## What you are asked to do
From the entries below, return only the lines starting at the one that contains "pub fn into_tag(self)" and ending at the one that contains "pub fn label(&self)", exactly as they stand.

## Supplied entries

================================

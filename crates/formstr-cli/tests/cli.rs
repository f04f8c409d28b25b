use std::fs;
use std::path::Path;

use assert_cmd::Command;
use predicates::prelude::*;
use serde_json::{Value, json};

fn formstr() -> Command {
    let mut command = Command::cargo_bin("formstr").expect("formstr binary");
    command.env_remove("FORMSTR_LOG");
    command
}

fn write_json(path: &Path, value: &Value) {
    fs::write(path, serde_json::to_string(value).expect("render")).expect("write fixture");
}

fn config_with_draft_dir(dir: &Path) -> std::path::PathBuf {
    let config = dir.join("config.toml");
    let drafts = dir.join("drafts");
    fs::write(
        &config,
        format!("draft_dir = {:?}\n", drafts.display().to_string()),
    )
    .expect("write config");
    config
}

#[test]
fn decode_prints_builder_state() {
    let temp = tempfile::TempDir::new().expect("tempdir");
    let spec = temp.path().join("form.json");
    write_json(
        &spec,
        &json!([
            ["d", "abc"],
            ["name", "Survey"],
            ["settings", "{\"titleTextSize\":\"large\"}"],
            ["field", "q1", "short_text", "Name", {}, []]
        ]),
    );

    let output = formstr()
        .args(["decode", spec.to_str().expect("utf8"), "--id", "abc"])
        .output()
        .expect("run");
    assert!(output.status.success());
    let decoded: Value = serde_json::from_slice(&output.stdout).expect("json output");
    assert_eq!(decoded["name"], "Survey");
    assert_eq!(decoded["settings"]["titleTextSize"], 32);
    assert_eq!(decoded["settings"]["formId"], "abc");
    assert_eq!(decoded["fields"][0][1], "q1");
}

#[test]
fn decode_rejects_corrupt_settings() {
    let temp = tempfile::TempDir::new().expect("tempdir");
    let spec = temp.path().join("form.json");
    write_json(&spec, &json!([["settings", "{oops"]]));

    formstr()
        .args(["decode", spec.to_str().expect("utf8"), "--id", "abc"])
        .assert()
        .failure()
        .stderr(predicate::str::contains("failed to decode"));
}

#[test]
fn encode_orders_identifier_name_settings_then_fields() {
    let temp = tempfile::TempDir::new().expect("tempdir");
    let state = temp.path().join("state.json");
    write_json(
        &state,
        &json!({
            "name": "Quick poll",
            "settings": {"formId": "f1", "customKey": 7},
            "questions": [["field", "q1", "number", "Age", {}, []]]
        }),
    );

    let output = formstr()
        .args(["encode", state.to_str().expect("utf8")])
        .output()
        .expect("run");
    assert!(output.status.success());
    let spec: Vec<Vec<Value>> = serde_json::from_slice(&output.stdout).expect("json output");
    let kinds: Vec<_> = spec.iter().map(|tag| tag[0].clone()).collect();
    assert_eq!(kinds, vec![json!("d"), json!("name"), json!("settings"), json!("field")]);
    assert_eq!(spec[0][1], "f1");
    let settings: Value =
        serde_json::from_str(spec[2][1].as_str().expect("settings string")).expect("settings");
    assert_eq!(settings["customKey"], 7);
}

#[test]
fn new_uses_the_given_name() {
    formstr()
        .args(["new", "--name", "Team lunch"])
        .assert()
        .success()
        .stdout(predicate::str::contains("Team lunch"))
        .stdout(predicate::str::contains("Click to edit question"));
}

#[test]
fn drafts_can_be_saved_listed_and_deleted() {
    let temp = tempfile::TempDir::new().expect("tempdir");
    let config = config_with_draft_dir(temp.path());
    let config = config.to_str().expect("utf8");
    let spec = temp.path().join("form.json");
    write_json(
        &spec,
        &json!([
            ["d", "draft-1"],
            ["name", "Draft form"],
            ["field", "q1", "short_text", "Name", {}, []]
        ]),
    );

    formstr()
        .args(["--config", config, "draft", "save", spec.to_str().expect("utf8")])
        .assert()
        .success()
        .stdout(predicate::str::contains("draft-1"));

    let output = formstr()
        .args(["--config", config, "draft", "list"])
        .output()
        .expect("run");
    assert!(output.status.success());
    let listed: Value = serde_json::from_slice(&output.stdout).expect("json output");
    assert_eq!(
        listed,
        json!([{"tempId": "draft-1", "name": "Draft form", "questions": 1}])
    );

    formstr()
        .args(["--config", config, "draft", "delete", "draft-1"])
        .assert()
        .success();
    formstr()
        .args(["--config", config, "draft", "delete", "draft-1"])
        .assert()
        .failure()
        .stderr(predicate::str::contains("no draft with id"));
}

#[test]
fn draft_save_rejects_empty_ids() {
    let temp = tempfile::TempDir::new().expect("tempdir");
    let config = config_with_draft_dir(temp.path());
    let config = config.to_str().expect("utf8");
    let spec = temp.path().join("form.json");
    write_json(&spec, &json!([["d", ""], ["name", "x"]]));
    let spec = spec.to_str().expect("utf8");

    formstr()
        .args(["--config", config, "draft", "save", spec, "--id", ""])
        .assert()
        .failure()
        .stderr(predicate::str::contains("--id must not be empty"));
    formstr()
        .args(["--config", config, "draft", "save", spec])
        .assert()
        .failure()
        .stderr(predicate::str::contains("has no form id"));

    formstr()
        .args(["--config", config, "draft", "list"])
        .assert()
        .success()
        .stdout(predicate::str::contains("[]"));
}

#[test]
fn schema_describes_settings() {
    formstr()
        .args(["schema", "settings"])
        .assert()
        .success()
        .stdout(predicate::str::contains("titleBackgroundType"));
}
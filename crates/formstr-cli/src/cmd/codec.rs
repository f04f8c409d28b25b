use std::path::PathBuf;

use anyhow::{Context, Result};
use clap::{Args, ValueEnum};
use formstr_builder::{BuilderConfig, BuilderOptions, FormBuilder};
use formstr_spec::{
    DecodedForm, Draft, Field, FormInitData, FormSettings, Tag, decode_form_spec,
    encode_form_spec,
};
use serde::Deserialize;

use super::{print_json, read_json};

#[derive(Args, Debug, Clone)]
pub struct DecodeArgs {
    /// JSON array of spec tags
    #[arg(value_name = "SPEC")]
    pub spec: PathBuf,
    /// Form id the spec was published under
    #[arg(long = "id", value_name = "ID")]
    pub id: String,
    #[arg(long = "secret", value_name = "HEX")]
    pub secret: Option<String>,
    #[arg(long = "view-key", value_name = "HEX")]
    pub view_key: Option<String>,
}

#[derive(Args, Debug, Clone)]
pub struct EncodeArgs {
    /// JSON document with `name`, `settings` and `questions`
    #[arg(value_name = "STATE")]
    pub state: PathBuf,
}

#[derive(Args, Debug, Clone)]
pub struct NewArgs {
    #[arg(long = "name", value_name = "NAME")]
    pub name: Option<String>,
}

#[derive(Args, Debug, Clone)]
pub struct SchemaArgs {
    #[arg(value_enum, default_value_t = SchemaTarget::Settings)]
    pub target: SchemaTarget,
}

#[derive(ValueEnum, Debug, Clone, Copy, PartialEq, Eq)]
pub enum SchemaTarget {
    Settings,
    Decoded,
    Draft,
}

/// Builder state accepted by `encode`.
#[derive(Debug, Deserialize)]
struct FormState {
    name: String,
    #[serde(default)]
    settings: FormSettings,
    #[serde(default)]
    questions: Vec<Field>,
}

pub fn decode(args: DecodeArgs) -> Result<()> {
    let spec: Vec<Tag> = read_json(&args.spec)?;
    let form = FormInitData {
        spec,
        id: args.id,
        secret: args.secret,
        view_key: args.view_key,
    };
    let decoded = decode_form_spec(&form)
        .with_context(|| format!("failed to decode {}", args.spec.display()))?;
    print_json(&decoded)
}

pub fn encode(args: EncodeArgs) -> Result<()> {
    let state: FormState = read_json(&args.state)?;
    let spec = encode_form_spec(&state.name, &state.settings, &state.questions)
        .with_context(|| format!("failed to encode {}", args.state.display()))?;
    print_json(&spec)
}

pub fn new(args: NewArgs, config: &BuilderConfig) -> Result<()> {
    let mut builder = FormBuilder::new(BuilderOptions::from_config(config, None));
    if let Some(name) = args.name {
        builder.update_form_name(name);
    }
    tracing::debug!(form_id = %builder.settings().form_id, "created form");
    print_json(&builder.get_form_spec()?)
}

pub fn schema(args: SchemaArgs) -> Result<()> {
    let schema = match args.target {
        SchemaTarget::Settings => schemars::schema_for!(FormSettings),
        SchemaTarget::Decoded => schemars::schema_for!(DecodedForm),
        SchemaTarget::Draft => schemars::schema_for!(Draft),
    };
    print_json(&schema)
}
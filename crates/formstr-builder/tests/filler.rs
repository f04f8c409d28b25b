mod common;

use serde_json::json;

use formstr_builder::{
    BuilderOptions, FillerError, FillerExit, FillerOptions, FillerSession, FormBuilder,
};
use formstr_spec::{BackgroundType, V1FormSpec, settings::DEFAULT_TITLE_IMAGE_URL};

use common::FakeSource;

fn template() -> V1FormSpec {
    serde_json::from_value(json!({
        "schemaVersion": "v1",
        "name": "Feedback",
        "settings": {
            "titleTextSize": "large",
            "description": "Tell us **everything**"
        },
        "fields": [
            {
                "questionId": "q1",
                "question": "Name",
                "answerType": "short_text",
                "answerSettings": {"required": true}
            },
            {
                "questionId": "q2",
                "question": "Comments",
                "answerType": "paragraph",
                "answerSettings": {}
            }
        ]
    }))
    .expect("template")
}

async fn session(source: &FakeSource, options: FillerOptions) -> FillerSession {
    FillerSession::load(source, Some("form-1"), None, options)
        .await
        .expect("load")
}

#[tokio::test]
async fn load_requires_form_id_or_preview() {
    let source = FakeSource::default();
    let err = FillerSession::load(&source, None, None, FillerOptions::default())
        .await
        .expect_err("nothing to load");
    assert!(matches!(err, FillerError::MissingFormId));
}

#[tokio::test]
async fn unknown_form_stays_loading() {
    let source = FakeSource::default();
    let session = session(&source, FillerOptions::default()).await;
    assert!(session.is_loading());
    assert!(matches!(session.banner(), Err(FillerError::NotLoaded)));
}

#[tokio::test]
async fn banner_applies_legacy_settings_and_hide_flags() {
    let source = FakeSource::serving(template());
    let shown = session(&source, FillerOptions::default()).await;
    let banner = shown.banner().expect("banner").expect("title shown");
    assert_eq!(banner.title, "Feedback");
    assert_eq!(banner.text_size, 32.0);
    assert_eq!(banner.background_type, BackgroundType::Color);
    assert_eq!(banner.image_url, DEFAULT_TITLE_IMAGE_URL);
    assert_eq!(shown.description(), Some("Tell us **everything**"));

    let hidden = session(
        &source,
        FillerOptions::from_query("hideTitleImage=true&hideDescription=true"),
    )
    .await;
    assert_eq!(hidden.banner().expect("banner"), None);
    assert_eq!(hidden.description(), None);
}

#[tokio::test]
async fn empty_input_clears_the_answer() {
    let source = FakeSource::serving(template());
    let mut session = session(&source, FillerOptions::default()).await;
    session.handle_input("q1", "Ada", None);
    assert_eq!(session.answer("q1"), Some("Ada"));
    session.handle_input("q1", "", None);
    assert_eq!(session.answer("q1"), None);
    assert_eq!(session.missing_required(), vec!["q1".to_string()]);
}

#[tokio::test]
async fn missing_required_answers_block_submit() {
    let source = FakeSource::serving(template());
    let mut session = session(&source, FillerOptions::default()).await;
    session.handle_input("q2", "great", None);
    let err = session.submit(&source, false).await.expect_err("blocked");
    assert!(matches!(err, FillerError::MissingRequired(ref ids) if ids == &["q1".to_string()]));
    assert_eq!(source.sent_count(), 0);
    assert!(!session.is_submitted());
}

#[tokio::test]
async fn submit_sends_responses_in_form_order() {
    let source = FakeSource::serving(template());
    let mut session = session(&source, FillerOptions::default()).await;
    session.handle_input("q2", "great", Some("note".into()));
    session.handle_input("q1", "Ada", None);

    let receipt = session.submit(&source, false).await.expect("submit");
    assert_eq!(receipt.user_id.as_deref(), Some("user-1"));
    let ids: Vec<_> = receipt
        .responses
        .iter()
        .map(|response| response.question_id.as_str())
        .collect();
    assert_eq!(ids, vec!["q1", "q2"]);
    assert_eq!(receipt.responses[1].message.as_deref(), Some("note"));
    assert_eq!(source.sent_count(), 1);
    assert_eq!(source.notification_count(), 1);
    assert!(session.is_submitted());
    assert!(session.show_thank_you());

    let again = session.submit(&source, false).await;
    assert!(matches!(again, Err(FillerError::AlreadySubmitted)));
    assert_eq!(source.sent_count(), 1);
}

#[tokio::test]
async fn notification_failure_does_not_fail_submit() {
    let source = FakeSource {
        fail_notifications: true,
        ..FakeSource::serving(template())
    };
    let mut session = session(&source, FillerOptions::default()).await;
    session.handle_input("q1", "Ada", None);
    let receipt = session.submit(&source, true).await.expect("submit");
    assert_eq!(receipt.user_id, None);
    assert_eq!(source.notification_count(), 1);
}

#[tokio::test]
async fn preview_submit_never_sends() {
    let source = FakeSource::serving(template());
    let preview = FormBuilder::new(BuilderOptions::default())
        .preview_spec()
        .expect("preview");
    let mut session = FillerSession::load(&source, None, Some(preview), FillerOptions::default())
        .await
        .expect("load");
    assert!(session.is_preview());
    assert!(!session.is_loading());

    let err = session.submit(&source, false).await.expect_err("preview");
    assert!(matches!(err, FillerError::PreviewOnly));
    assert_eq!(source.sent_count(), 0);
    assert_eq!(source.notification_count(), 0);
}

#[tokio::test]
async fn closing_thank_you_depends_on_embedding() {
    let source = FakeSource::serving(template());
    let mut standalone = session(&source, FillerOptions::default()).await;
    assert_eq!(standalone.close_thank_you(), FillerExit::Dashboard);

    let mut embedded = session(&source, FillerOptions::default().embedded(true)).await;
    embedded.handle_input("q1", "Ada", None);
    embedded.submit(&source, false).await.expect("submit");
    assert_eq!(embedded.close_thank_you(), FillerExit::Stay);
    assert!(!embedded.show_thank_you());
}
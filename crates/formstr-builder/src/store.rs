use std::collections::BTreeMap;
use std::fs;
use std::io::Write;
use std::path::{Path, PathBuf};

use serde::Serialize;
use serde::de::DeserializeOwned;
use thiserror::Error;

/// Errors raised by key-value persistence.
#[derive(Debug, Error)]
pub enum StoreError {
    #[error("failed to access '{path}': {source}")]
    Io {
        path: PathBuf,
        #[source]
        source: std::io::Error,
    },
    #[error("stored value for '{key}' is not valid json: {source}")]
    Decode {
        key: String,
        #[source]
        source: serde_json::Error,
    },
    #[error("failed to encode value for '{key}': {source}")]
    Encode {
        key: String,
        #[source]
        source: serde_json::Error,
    },
}

/// Local key-value persistence holding JSON documents.
pub trait KeyValueStore {
    fn get_raw(&self, key: &str) -> Result<Option<String>, StoreError>;

    fn set_raw(&mut self, key: &str, value: String) -> Result<(), StoreError>;

    fn get_item<T: DeserializeOwned>(&self, key: &str) -> Result<Option<T>, StoreError> {
        match self.get_raw(key)? {
            Some(raw) => serde_json::from_str(&raw)
                .map(Some)
                .map_err(|source| StoreError::Decode {
                    key: key.to_string(),
                    source,
                }),
            None => Ok(None),
        }
    }

    fn set_item<T: Serialize>(&mut self, key: &str, value: &T) -> Result<(), StoreError> {
        let raw = serde_json::to_string(value).map_err(|source| StoreError::Encode {
            key: key.to_string(),
            source,
        })?;
        self.set_raw(key, raw)
    }
}

/// In-process store, mainly for tests and previews.
#[derive(Debug, Clone, Default)]
pub struct MemoryStore {
    items: BTreeMap<String, String>,
}

impl MemoryStore {
    pub fn new() -> Self {
        Self::default()
    }
}

impl KeyValueStore for MemoryStore {
    fn get_raw(&self, key: &str) -> Result<Option<String>, StoreError> {
        Ok(self.items.get(key).cloned())
    }

    fn set_raw(&mut self, key: &str, value: String) -> Result<(), StoreError> {
        self.items.insert(key.to_string(), value);
        Ok(())
    }
}

/// Directory-backed store writing one `<key>.json` file per key.
///
/// Writes go through a temp file in the same directory and are renamed into place.
#[derive(Debug, Clone)]
pub struct JsonFileStore {
    root: PathBuf,
}

impl JsonFileStore {
    pub fn new(root: impl Into<PathBuf>) -> Self {
        Self { root: root.into() }
    }

    pub fn root(&self) -> &Path {
        &self.root
    }

    fn path_for(&self, key: &str) -> PathBuf {
        let file_name: String = key
            .chars()
            .map(|ch| match ch {
                'a'..='z' | 'A'..='Z' | '0'..='9' | '-' | '_' | '.' => ch,
                _ => '_',
            })
            .collect();
        self.root.join(format!("{file_name}.json"))
    }
}

impl KeyValueStore for JsonFileStore {
    fn get_raw(&self, key: &str) -> Result<Option<String>, StoreError> {
        let path = self.path_for(key);
        match fs::read_to_string(&path) {
            Ok(raw) => Ok(Some(raw)),
            Err(err) if err.kind() == std::io::ErrorKind::NotFound => Ok(None),
            Err(source) => Err(StoreError::Io { path, source }),
        }
    }

    fn set_raw(&mut self, key: &str, value: String) -> Result<(), StoreError> {
        fs::create_dir_all(&self.root).map_err(|source| io_error(&self.root, source))?;
        let path = self.path_for(key);
        let mut staged = tempfile::NamedTempFile::new_in(&self.root)
            .map_err(|source| io_error(&self.root, source))?;
        staged
            .write_all(value.as_bytes())
            .map_err(|source| io_error(&path, source))?;
        staged
            .persist(&path)
            .map_err(|err| io_error(&path, err.error))?;
        Ok(())
    }
}

fn io_error(path: &Path, source: std::io::Error) -> StoreError {
    StoreError::Io {
        path: path.to_path_buf(),
        source,
    }
}
use schemars::JsonSchema;
use serde::{Deserialize, Serialize};
use serde_json::{Map, Value};

use crate::ident::make_tag;
use crate::tag::{Tag, kind};

pub const DEFAULT_ANSWER_TYPE: &str = "short_text";
pub const DEFAULT_QUESTION_LABEL: &str = "Click to edit question";

const TEMP_ID: usize = 1;
const ANSWER_TYPE: usize = 2;
const LABEL: usize = 3;
const ANSWER_SETTINGS: usize = 4;
const OPTIONS: usize = 5;

/// A question entry: `["field", tempId, answerType, label, answerSettings, options]`.
///
/// Only the tempId is interpreted by the builder; the rest is carried verbatim.
#[derive(Debug, Clone, PartialEq, Serialize, Deserialize, JsonSchema)]
#[serde(transparent)]
pub struct Field(Tag);

impl Field {
    /// Wraps a tag without checking its layout.
    pub fn from_tag(tag: Tag) -> Self {
        Self(tag)
    }

    pub fn tag(&self) -> &Tag {
        &self.0
    }

    pub fn into_tag(self) -> Tag {
        self.0
    }

    pub fn temp_id(&self) -> Option<&str> {
        self.0.get_str(TEMP_ID)
    }

    pub fn answer_type(&self) -> Option<&str> {
        self.0.get_str(ANSWER_TYPE)
    }

    pub fn label(&self) -> Option<&str> {
        self.0.get_str(LABEL)
    }

    /// Answer settings as an object; string payloads holding JSON are parsed.
    pub fn answer_settings(&self) -> Map<String, Value> {
        match self.0.get(ANSWER_SETTINGS).map(decode_embedded) {
            Some(Value::Object(map)) => map,
            _ => Map::new(),
        }
    }

    pub fn options(&self) -> Vec<Value> {
        match self.0.get(OPTIONS).map(decode_embedded) {
            Some(Value::Array(items)) => items,
            _ => Vec::new(),
        }
    }
}

impl From<Field> for Tag {
    fn from(field: Field) -> Self {
        field.0
    }
}

fn decode_embedded(value: &Value) -> Value {
    match value {
        Value::String(raw) => serde_json::from_str(raw).unwrap_or(Value::Null),
        other => other.clone(),
    }
}

/// Creates a new question with a fresh tempId.
pub fn generate_question(
    answer_type: Option<&str>,
    label: Option<&str>,
    options: Vec<Value>,
    answer_settings: Option<Map<String, Value>>,
) -> Field {
    Field(Tag::from_values(vec![
        Value::String(kind::FIELD.into()),
        Value::String(make_tag(6)),
        Value::String(answer_type.unwrap_or(DEFAULT_ANSWER_TYPE).into()),
        Value::String(label.unwrap_or(DEFAULT_QUESTION_LABEL).into()),
        Value::Object(answer_settings.unwrap_or_default()),
        Value::Array(options),
    ]))
}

================================

## Answer to this exercise
    pub fn into_tag(self) -> Tag {
        self.0
    }

    pub fn temp_id(&self) -> Option<&str> {
        self.0.get_str(TEMP_ID)
    }

    pub fn answer_type(&self) -> Option<&str> {
        self.0.get_str(ANSWER_TYPE)
    }

    pub fn label(&self) -> Option<&str> {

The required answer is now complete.